ABOUT THIS EXERCISE: One number is the whole answer: how many lines of the material hold "failure".

DATASET:
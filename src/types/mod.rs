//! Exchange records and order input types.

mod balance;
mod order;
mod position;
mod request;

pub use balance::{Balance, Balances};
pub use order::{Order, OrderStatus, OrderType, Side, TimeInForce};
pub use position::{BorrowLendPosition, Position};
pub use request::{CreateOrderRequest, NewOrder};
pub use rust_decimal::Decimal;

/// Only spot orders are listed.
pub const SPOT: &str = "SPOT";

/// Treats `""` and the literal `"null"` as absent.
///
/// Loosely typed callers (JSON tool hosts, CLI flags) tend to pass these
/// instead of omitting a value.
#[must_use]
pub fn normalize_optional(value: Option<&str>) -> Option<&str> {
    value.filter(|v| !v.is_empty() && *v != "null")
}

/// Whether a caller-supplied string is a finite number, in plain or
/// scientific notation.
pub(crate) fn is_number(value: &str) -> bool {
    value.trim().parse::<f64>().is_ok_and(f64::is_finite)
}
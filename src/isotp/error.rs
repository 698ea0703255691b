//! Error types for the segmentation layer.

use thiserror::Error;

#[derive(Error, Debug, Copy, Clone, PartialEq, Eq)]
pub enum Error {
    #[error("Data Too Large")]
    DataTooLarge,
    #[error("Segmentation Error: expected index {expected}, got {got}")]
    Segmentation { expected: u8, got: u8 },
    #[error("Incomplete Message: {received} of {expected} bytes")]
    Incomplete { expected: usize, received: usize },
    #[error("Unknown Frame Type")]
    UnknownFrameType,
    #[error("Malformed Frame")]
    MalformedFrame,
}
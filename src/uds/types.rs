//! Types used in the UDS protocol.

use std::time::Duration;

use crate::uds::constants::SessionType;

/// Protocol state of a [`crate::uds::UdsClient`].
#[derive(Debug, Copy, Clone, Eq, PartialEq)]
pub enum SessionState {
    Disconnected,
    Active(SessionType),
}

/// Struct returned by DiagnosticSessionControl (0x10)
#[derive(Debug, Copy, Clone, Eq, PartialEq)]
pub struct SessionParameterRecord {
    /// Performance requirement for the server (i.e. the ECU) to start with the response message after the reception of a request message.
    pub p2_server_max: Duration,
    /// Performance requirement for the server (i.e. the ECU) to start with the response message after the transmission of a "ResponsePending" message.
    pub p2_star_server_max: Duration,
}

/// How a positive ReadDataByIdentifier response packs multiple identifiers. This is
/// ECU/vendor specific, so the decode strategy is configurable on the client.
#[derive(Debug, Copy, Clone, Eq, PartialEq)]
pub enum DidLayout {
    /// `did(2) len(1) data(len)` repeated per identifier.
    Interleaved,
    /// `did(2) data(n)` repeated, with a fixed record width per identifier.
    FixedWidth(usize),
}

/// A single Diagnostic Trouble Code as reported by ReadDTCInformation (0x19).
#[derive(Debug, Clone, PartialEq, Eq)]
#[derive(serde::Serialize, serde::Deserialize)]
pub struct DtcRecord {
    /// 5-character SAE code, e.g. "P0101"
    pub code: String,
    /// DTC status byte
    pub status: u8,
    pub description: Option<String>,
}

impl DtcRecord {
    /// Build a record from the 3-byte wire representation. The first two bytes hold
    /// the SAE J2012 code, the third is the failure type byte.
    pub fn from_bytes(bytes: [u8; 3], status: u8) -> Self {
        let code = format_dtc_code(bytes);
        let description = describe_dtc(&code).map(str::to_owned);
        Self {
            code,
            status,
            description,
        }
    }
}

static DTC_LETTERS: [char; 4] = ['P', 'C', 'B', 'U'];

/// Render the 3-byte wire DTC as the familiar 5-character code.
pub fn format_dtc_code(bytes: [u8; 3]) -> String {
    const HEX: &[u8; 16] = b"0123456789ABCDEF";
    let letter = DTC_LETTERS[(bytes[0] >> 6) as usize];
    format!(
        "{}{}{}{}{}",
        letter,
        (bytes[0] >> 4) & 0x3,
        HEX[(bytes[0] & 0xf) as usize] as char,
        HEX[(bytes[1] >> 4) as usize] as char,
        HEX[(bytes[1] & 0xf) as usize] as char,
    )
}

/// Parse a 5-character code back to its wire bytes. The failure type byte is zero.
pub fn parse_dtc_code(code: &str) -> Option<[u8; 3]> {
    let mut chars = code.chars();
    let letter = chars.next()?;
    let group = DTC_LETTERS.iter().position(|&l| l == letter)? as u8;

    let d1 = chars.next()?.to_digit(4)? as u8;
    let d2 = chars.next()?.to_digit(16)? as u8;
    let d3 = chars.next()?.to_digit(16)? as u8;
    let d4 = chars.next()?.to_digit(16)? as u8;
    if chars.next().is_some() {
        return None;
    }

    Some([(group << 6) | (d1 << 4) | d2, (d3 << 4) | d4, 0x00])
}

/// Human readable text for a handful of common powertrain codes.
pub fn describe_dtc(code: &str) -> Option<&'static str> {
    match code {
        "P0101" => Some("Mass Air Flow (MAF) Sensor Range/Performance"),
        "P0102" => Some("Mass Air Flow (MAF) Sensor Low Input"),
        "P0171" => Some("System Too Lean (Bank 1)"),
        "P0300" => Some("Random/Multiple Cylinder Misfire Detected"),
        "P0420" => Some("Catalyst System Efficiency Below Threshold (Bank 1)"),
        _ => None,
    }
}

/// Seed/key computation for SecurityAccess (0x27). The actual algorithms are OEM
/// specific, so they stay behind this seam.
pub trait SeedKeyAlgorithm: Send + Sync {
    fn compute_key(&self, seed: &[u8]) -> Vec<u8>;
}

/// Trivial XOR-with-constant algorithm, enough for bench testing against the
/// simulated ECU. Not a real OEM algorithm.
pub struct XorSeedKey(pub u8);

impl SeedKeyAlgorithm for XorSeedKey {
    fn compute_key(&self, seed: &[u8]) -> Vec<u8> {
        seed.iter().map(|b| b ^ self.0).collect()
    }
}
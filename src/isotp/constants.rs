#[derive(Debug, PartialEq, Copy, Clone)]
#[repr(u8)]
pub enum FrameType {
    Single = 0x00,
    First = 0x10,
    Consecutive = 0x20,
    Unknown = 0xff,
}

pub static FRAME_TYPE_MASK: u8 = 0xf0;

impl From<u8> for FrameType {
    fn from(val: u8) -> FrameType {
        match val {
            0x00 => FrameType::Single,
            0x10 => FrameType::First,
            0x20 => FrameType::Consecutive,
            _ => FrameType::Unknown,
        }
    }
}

---

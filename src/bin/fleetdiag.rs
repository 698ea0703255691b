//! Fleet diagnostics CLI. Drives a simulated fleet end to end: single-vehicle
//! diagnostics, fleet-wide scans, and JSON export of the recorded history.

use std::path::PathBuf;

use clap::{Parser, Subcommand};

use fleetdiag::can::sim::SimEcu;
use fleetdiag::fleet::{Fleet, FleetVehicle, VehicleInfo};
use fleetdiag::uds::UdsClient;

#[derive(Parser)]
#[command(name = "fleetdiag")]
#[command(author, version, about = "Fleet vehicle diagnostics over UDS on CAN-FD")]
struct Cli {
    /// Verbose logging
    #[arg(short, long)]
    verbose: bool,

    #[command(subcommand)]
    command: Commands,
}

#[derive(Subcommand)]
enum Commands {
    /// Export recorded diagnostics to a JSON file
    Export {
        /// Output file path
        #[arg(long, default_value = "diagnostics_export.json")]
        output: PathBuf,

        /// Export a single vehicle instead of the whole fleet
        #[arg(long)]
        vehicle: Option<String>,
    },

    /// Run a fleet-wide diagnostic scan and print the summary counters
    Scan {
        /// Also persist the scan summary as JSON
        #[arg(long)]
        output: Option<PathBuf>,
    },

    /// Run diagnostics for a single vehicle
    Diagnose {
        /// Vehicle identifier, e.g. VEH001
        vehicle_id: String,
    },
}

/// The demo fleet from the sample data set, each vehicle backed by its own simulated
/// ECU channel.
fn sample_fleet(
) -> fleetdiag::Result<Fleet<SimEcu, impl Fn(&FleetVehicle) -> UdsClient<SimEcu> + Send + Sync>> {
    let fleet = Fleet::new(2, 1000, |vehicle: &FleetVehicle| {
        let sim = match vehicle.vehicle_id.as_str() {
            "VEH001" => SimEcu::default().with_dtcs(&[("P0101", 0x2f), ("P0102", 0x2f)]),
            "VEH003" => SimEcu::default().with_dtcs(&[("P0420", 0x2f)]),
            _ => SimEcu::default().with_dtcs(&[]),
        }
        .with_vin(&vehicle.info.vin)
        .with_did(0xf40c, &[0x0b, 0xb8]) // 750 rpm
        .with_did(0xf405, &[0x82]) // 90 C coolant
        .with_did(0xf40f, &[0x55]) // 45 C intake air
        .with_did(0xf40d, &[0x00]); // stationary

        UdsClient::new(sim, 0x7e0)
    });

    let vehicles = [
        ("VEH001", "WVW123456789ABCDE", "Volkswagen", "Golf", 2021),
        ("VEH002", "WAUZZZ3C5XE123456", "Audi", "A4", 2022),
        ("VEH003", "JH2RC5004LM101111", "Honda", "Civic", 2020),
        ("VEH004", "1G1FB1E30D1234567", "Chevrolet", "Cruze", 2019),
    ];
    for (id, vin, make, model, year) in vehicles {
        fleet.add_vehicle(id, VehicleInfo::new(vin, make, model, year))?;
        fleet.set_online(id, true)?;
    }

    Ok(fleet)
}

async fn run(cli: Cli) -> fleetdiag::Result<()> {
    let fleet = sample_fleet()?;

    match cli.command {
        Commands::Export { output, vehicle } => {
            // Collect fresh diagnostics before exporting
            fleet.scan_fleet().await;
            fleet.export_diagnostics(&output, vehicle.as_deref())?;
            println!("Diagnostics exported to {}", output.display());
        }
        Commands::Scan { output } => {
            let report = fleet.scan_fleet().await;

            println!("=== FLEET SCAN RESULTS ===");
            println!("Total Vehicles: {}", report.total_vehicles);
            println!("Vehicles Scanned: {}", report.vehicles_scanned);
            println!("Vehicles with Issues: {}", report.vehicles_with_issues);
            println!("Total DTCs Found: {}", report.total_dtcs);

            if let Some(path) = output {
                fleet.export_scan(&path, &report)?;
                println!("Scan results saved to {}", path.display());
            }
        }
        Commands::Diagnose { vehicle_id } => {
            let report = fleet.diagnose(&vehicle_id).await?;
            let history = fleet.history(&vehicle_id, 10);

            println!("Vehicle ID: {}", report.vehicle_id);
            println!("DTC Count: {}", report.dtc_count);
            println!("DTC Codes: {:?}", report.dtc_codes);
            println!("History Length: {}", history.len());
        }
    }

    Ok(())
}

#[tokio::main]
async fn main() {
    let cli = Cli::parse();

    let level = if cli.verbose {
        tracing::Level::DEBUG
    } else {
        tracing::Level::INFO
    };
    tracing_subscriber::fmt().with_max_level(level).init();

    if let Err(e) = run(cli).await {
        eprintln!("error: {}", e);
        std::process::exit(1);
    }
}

EXERCISE OUTPUT: 2